Re: [MAINTAINERS/KERNEL SUMMIT] Trust and maintenance of file systems

Linus Torvalds <torvalds@xxxxxxxxxxxxxxxxxxxx> · Mon, 18 Sep 2023 10:26:24 -0700

On Mon, 18 Sept 2023 at 04:14, Jan Kara <jack@xxxxxxx> wrote:
>
> I agree. On the other hand each filesystem we carry imposes some
> maintenance burden (due to tree wide changes that are happening) and the
> question I have for some of them is: Do these filesystems actually bring
> any value?

I wouldn't be shocked if we could probably remove half of the
filesystems I listed, and nobody would even notice.

But at the same time, the actual upside to removing them is pretty
much zero. I do agree with you that reiserfs had issues - other than
the authorship - that made people much more inclined to remove it.

I'm looking at something like sysv, for example - the ancient old
14-byte filename thing. Does it have a single user? I really couldn't
tell. But at the same time, looking at the actual changes to it, they
fall into three categories:

 - trivial tree-wide changes - things like spelling fixes, or the SPDX
updates, or some "use common helpers"

 - VFS API updates, which are very straightforward (because sysvfs is
in no way doing anything odd)

 - some actual updates by Al Viro, who I doubt uses it, but I think
actually likes it and has some odd connection to it

anyway, I went back five years, and didn't see a single thing that
looked like "that was wasted time and effort".  There's a total of 44
patches over five years, so I'm looking at that filesystem and getting
a very strong feeling of "I think the minimal effort to maintain it
has been worth it".

Even without a single user, there's a history there, and it would be
sad to leave it behind. Exactly because it's _so_ little effort to
just keep.

Now, some of the other filesystems have gotten much more work done to
them - but it's because people have actively worked on them. rmk
actually did several adfs patch-series of cleanups etc back in 2019,
for example. Other than that, adfs seems to actually have gotten less
attention than sysvfs did, but I think that is probably because it
lacked the "Al Viro likes it" factor.

And something like befs - which has no knight in shining armor that
cares at all - has just a very small handful of one-liner patches for
VFS API changes.

So even the completely unloved ones just aren't a *burden*.

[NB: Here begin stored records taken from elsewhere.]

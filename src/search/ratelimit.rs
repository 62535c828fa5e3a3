//! Token bucket for provider requests

use std::time::Duration;

use tokio::sync::Mutex;
use tokio::time::Instant;

use crate::core::config::IndexerConfig;

pub struct RateLimiter {
    capacity: f64,
    per_second: f64,
    bucket: Mutex<Bucket>,
}

struct Bucket {
    tokens: f64,
    refilled_at: Instant,
}

impl RateLimiter {
    /// `per_second` must be positive and `burst` at least 1; [`IndexerConfig`]
    /// validation guarantees both.
    pub fn new(per_second: f64, burst: u32) -> Self {
        let capacity = f64::from(burst.max(1));
        Self {
            capacity,
            per_second: per_second.max(f64::MIN_POSITIVE),
            bucket: Mutex::new(Bucket {
                tokens: capacity,
                refilled_at: Instant::now(),
            }),
        }
    }

    /// Wait until a token is available and take it
    pub async fn acquire(&self) {
        loop {
            let wait = {
                let mut bucket = self.bucket.lock().await;
                let now = Instant::now();
                let elapsed = now.duration_since(bucket.refilled_at).as_secs_f64();
                bucket.tokens = (bucket.tokens + elapsed * self.per_second).min(self.capacity);
                bucket.refilled_at = now;

                if bucket.tokens >= 1.0 {
                    bucket.tokens -= 1.0;
                    return;
                }
                Duration::from_secs_f64((1.0 - bucket.tokens) / self.per_second)
            };
            tokio::time::sleep(wait).await;
        }
    }
}

impl From<&IndexerConfig> for RateLimiter {
    fn from(cfg: &IndexerConfig) -> Self {
        Self::new(cfg.requests_per_second, cfg.burst)
    }
}
pub mod config;
pub mod frontmatter;
pub mod note;
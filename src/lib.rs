//! bra3n library
//!
//! Semantic and hybrid search over project notes.
//!
//! # Modules
//!
//! - `core`: Notes, Markdown front matter and configuration
//! - `search`: Embedding providers, the SQLite note store, ranking and the search façade
//! - `error`: Error taxonomy shared by every layer

pub mod core;
pub mod error;
pub mod search;

// Re-exports for convenience
pub use core::config::Config;
pub use core::frontmatter::Frontmatter;
pub use core::note::Note;
pub use error::{Error, Result};
pub use search::engine::{SearchMode, SearchOutcome, SearchRequest, SearchResult, SearchService};
pub use search::indexer::{BatchReport, Indexer};
pub use search::store::NoteStore;
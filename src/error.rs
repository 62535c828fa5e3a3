//! Error taxonomy for the search engine

pub type Result<T, E = Error> = std::result::Result<T, E>;

#[derive(Debug, thiserror::Error)]
pub enum Error {
    #[error("Configuration error: {message}")]
    Config { message: String },
    #[error("Embedding provider error: {message}")]
    Provider { message: String },
    #[error(transparent)]
    Http(#[from] reqwest::Error),
    #[error("{message}")]
    Validation { message: String },
    #[error("Embedding has {actual} dimensions, expected {expected}")]
    DimensionMismatch { expected: usize, actual: usize },
    #[error("Note not found: {id}")]
    NoteNotFound { id: String },
    #[error(transparent)]
    Storage(#[from] rusqlite::Error),
    #[error(transparent)]
    Serialization(#[from] serde_json::Error),
    #[error(transparent)]
    Io(#[from] std::io::Error),
}

impl Error {
    pub fn config(message: impl Into<String>) -> Self {
        Self::Config { message: message.into() }
    }

    pub fn provider(message: impl Into<String>) -> Self {
        Self::Provider { message: message.into() }
    }

    pub fn validation(message: impl Into<String>) -> Self {
        Self::Validation { message: message.into() }
    }

    /// Message safe to show to an end user.
    ///
    /// Storage and transport details stay in the logs.
    pub fn user_message(&self) -> String {
        match self {
            Self::Config { .. } => {
                "Search is not configured. Check the embedding provider settings.".to_string()
            }
            Self::Provider { .. } | Self::Http(_) => {
                "The embedding service is unavailable right now. Please try again.".to_string()
            }
            Self::Validation { message } => message.clone(),
            Self::DimensionMismatch { .. } => {
                "The search index was built with a different embedding model. Rebuild the index."
                    .to_string()
            }
            Self::NoteNotFound { .. } => "That note no longer exists.".to_string(),
            Self::Storage(_) | Self::Serialization(_) | Self::Io(_) => {
                "Search failed due to an internal error.".to_string()
            }
        }
    }
}
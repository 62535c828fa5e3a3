//! Note commands - add, edit, remove, list and show notes

use std::path::Path;

use anyhow::{bail, Context as _, Result};
use colored::Colorize;
use unicode_width::UnicodeWidthStr;

use bra3n::search::indexer::EmbedOutcome;
use bra3n::Note;

use super::{truncate, Context};

const TITLE_COLUMN: usize = 40;

/// Read the body from `--body` or `--file`
pub fn read_body(body: Option<String>, file: Option<&Path>) -> Result<Option<String>> {
    match (body, file) {
        (Some(_), Some(_)) => bail!("Use either --body or --file, not both"),
        (Some(body), None) => Ok(Some(body)),
        (None, Some(path)) => {
            let text = std::fs::read_to_string(path)
                .with_context(|| format!("Failed to read {}", path.display()))?;
            Ok(Some(text))
        }
        (None, None) => Ok(None),
    }
}

pub async fn add(
    ctx: &Context,
    project: &str,
    title: &str,
    body: &str,
    tags: Vec<String>,
    json: bool,
) -> Result<()> {
    let indexer = ctx.indexer()?;
    let note = Note::create(project, title, body).with_tags(tags);
    ctx.store.upsert_note(&note)?;

    // Note is saved whatever happens to its embedding
    let outcome = indexer.refresh_note(&note).await;
    report(&note, "Added", &outcome, json)
}

pub async fn edit(
    ctx: &Context,
    id: &str,
    title: Option<&str>,
    body: Option<&str>,
    tags: Option<Vec<String>>,
    json: bool,
) -> Result<()> {
    let Some(mut note) = ctx.store.get_note(id)? else {
        bail!("Note not found: {}", id);
    };

    let text_changed = note.edit(title, body);
    let indexer = if text_changed { Some(ctx.indexer()?) } else { None };
    if let Some(tags) = tags {
        note = note.with_tags(tags);
    }
    ctx.store.upsert_note(&note)?;

    let outcome = match indexer {
        Some(indexer) => indexer.refresh_note(&note).await,
        None => EmbedOutcome::Skipped,
    };
    report(&note, "Updated", &outcome, json)
}

pub fn remove(ctx: &Context, id: &str, json: bool) -> Result<()> {
    let removed = ctx.store.delete_note(id)?;

    if json {
        println!("{}", serde_json::json!({ "id": id, "removed": removed }));
    } else if removed {
        println!("{} Removed note {}", "✓".green().bold(), id.cyan());
    } else {
        println!("{} No note with id {}", "!".yellow().bold(), id.cyan());
    }
    Ok(())
}

pub fn list(ctx: &Context, project: Option<&str>, limit: usize, json: bool) -> Result<()> {
    let notes = ctx.store.list_notes(project, limit)?;

    if json {
        println!("{}", serde_json::to_string_pretty(&notes)?);
        return Ok(());
    }

    if notes.is_empty() {
        println!("{} No notes", "→".dimmed());
        return Ok(());
    }

    for note in &notes {
        let title = truncate(&note.title, TITLE_COLUMN);
        let pad = TITLE_COLUMN.saturating_add(3).saturating_sub(title.width());
        println!(
            "{}  {}{}{}  {}",
            note.id.dimmed(),
            title.cyan(),
            " ".repeat(pad),
            note.project_id,
            note.updated_at.format("%Y-%m-%d %H:%M").to_string().dimmed()
        );
    }
    println!();
    println!("{} {} notes", "→".dimmed(), notes.len());
    Ok(())
}

pub fn show(ctx: &Context, id: &str, json: bool) -> Result<()> {
    let Some(note) = ctx.store.get_note(id)? else {
        bail!("Note not found: {}", id);
    };
    let embedding = ctx.store.embedding_info(id)?;
    let model = ctx.model();
    let current = embedding
        .as_ref()
        .map(|e| e.is_current(&note, &model))
        .unwrap_or(false);

    if json {
        println!(
            "{}",
            serde_json::to_string_pretty(&serde_json::json!({
                "note": note,
                "embedding": embedding.map(|e| serde_json::json!({
                    "model": e.model,
                    "dimensions": e.dimensions,
                    "generated_at": e.generated_at.to_rfc3339(),
                    "current": current,
                })),
            }))?
        );
        return Ok(());
    }

    println!("{}", note.title.bold());
    println!(
        "{} {} | {}",
        "→".dimmed(),
        note.id.dimmed(),
        note.project_id
    );
    if !note.tags.is_empty() {
        println!("{} #{}", "→".dimmed(), note.tags.join(" #"));
    }
    match embedding {
        Some(e) if current => println!(
            "{} Embedded with {} ({} dims)",
            "✓".green(),
            e.model,
            e.dimensions
        ),
        Some(_) => println!("{} Embedding is stale", "!".yellow()),
        None => println!("{} Not embedded", "!".yellow()),
    }
    println!();
    println!("{}", note.body);
    Ok(())
}

fn report(note: &Note, verb: &str, outcome: &EmbedOutcome, json: bool) -> Result<()> {
    if json {
        let (embedding, message) = match outcome {
            EmbedOutcome::Stored => ("stored", None),
            EmbedOutcome::Skipped => ("skipped", None),
            EmbedOutcome::Failed(message) => ("failed", Some(message.as_str())),
        };
        println!(
            "{}",
            serde_json::to_string_pretty(&serde_json::json!({
                "id": note.id,
                "project_id": note.project_id,
                "title": note.title,
                "embedding": embedding,
                "message": message,
            }))?
        );
        return Ok(());
    }

    println!(
        "{} {} note {} ({})",
        "✓".green().bold(),
        verb,
        note.title.cyan(),
        note.id.dimmed()
    );
    if let EmbedOutcome::Failed(message) = outcome {
        println!("  {} {}", "✗".red(), message);
        println!(
            "  {} Note saved; run {} to retry",
            "→".dimmed(),
            "bra3n index".cyan()
        );
    }
    Ok(())
}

Reiserfs does stand out, as you say. There's a fair amount of actual
bug fixes and stuff there, because it's much more complicated, and
there were presumably a lot more complicated uses of it too due to the
history of it being an actual default distro filesystem for a while.

And that's kind of the other side of the picture: usage matters.
Something like affs or minixfs might still have a couple of users, but
those uses would basically be people who likely use Linux to interact
with some legacy machine they maintain..  So the usage they see would
mainly be very simple operations.

And that matters for two reasons:

 (a) we probably don't have to worry about bugs - security or
otherwise - as much. These are not generally "general-purpose"
filesystems. They are used for data transfer etc.

 (b) if they ever turn painful, we might be able to limit the pain further.

For example, mmap() is a very important operation in the general case,
and it actually causes a lot of potential problems from a filesystem
standpoint. It's one of the main sources of what little complexity
there is in the buffer head handling, for example.

But mmap() is *not* important for a filesystem that is used just for
data transport. I bet that FAT is still widely used, for example, and
while exFAT is probably making inroads, I suspect most of us have used
a USB stick with a FAT filesystem on it in the not too distant past.
Yet I doubt we'd have ever even noticed if 'mmap' didn't work on FAT.
Because all you really want for data transport is basic read/write
support.

And the reason I mention mmap is that it actually has some complexity
associated with it. If you support mmap, you have to have a read_folio
function, which in turn is why we have mpage_readpage(), which in turn
ends up being a noticeable part of the buffer cache code - any minor
complexity of the buffer cache does not tend to be about the
individual bh's themselves, but about the 'b_this_page' traversal, and
how buffers can be reached not just with sb_bread() and friends, but
are reachable from the VM through the page they are in.

IOW, *if* the buffer cache ever ends up being a big pain point, I
suspect that we'd still not want to remove ir, but it might be that we
could go "Hmm. Let's remove all the mmap support for the filesystems
that still use the buffer cache for data pages, because that causes
problems".

I think, for example, that ext4 - which obviously needs to continue to
support mmap, and which does use buffer heads in other parts - does
*not* use the buffer cache for actual data pages, only for metadata. I
might be wrong.

Anyway, based on the *current* situation, I don't actually see the
buffer cache even _remotely_ painful enough that we'd do even that
thing. It's not a small undertaking to get rid of the whole
b_this_page stuff and the complexity that comes from the page being
reachable through the VM layer (ie writepages etc). So it would be a
*lot* more work to rip that code out than it is to just support it.

         Linus